Critics say that Gov. Tina Kotek’s support of SB 1507A is inconsistent with her prosperity message. (Thomas Patterson/Thomas Patterson)

Kotek cited BASX as the kind of family-wage employer the state must nurture and seek to attract. “Oregon’s prosperity is not a given. We have to act with intention to be more competitive,” the governor said. “That’s exactly what the Prosperity Council has been charged to do, and today’s meeting helps us to understand the perspectives of Central Oregon.”

But just a week removed from the Redmond gathering, one member of Kotek’s Prosperity Council, real estate investor Jordan Schnitzer, expressed frustration with the governor’s actions, which he says are contradictory to the charge Kotek gave the panel: “to recommend actionable steps to accelerate Oregon’s economy, create good paying jobs, and recruit and grow Oregon’s businesses.”

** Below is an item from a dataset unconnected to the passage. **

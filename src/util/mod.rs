//! Utility modules for liwc-tools.

pub mod delimited;

// Re-export commonly used types
pub use delimited::{Row, read_rows};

Schnitzer, whose firm owns or operates 31 million square feet of real estate across 200 properties in six Western states, says Kotek’s position on Senate Bill 1507A, which would disconnect Oregon from certain tax cuts in President Donald Trump’s so-called One Big Beautiful Bill Act, is inconsistent with her prosperity message.

States have the option to follow federal tax cuts in Trump’s bill or to “disconnect” from some or all of the changes. Oregon typically applies changes in the federal tax code to state taxes, but this year has decided not to in the form of SB 1507A.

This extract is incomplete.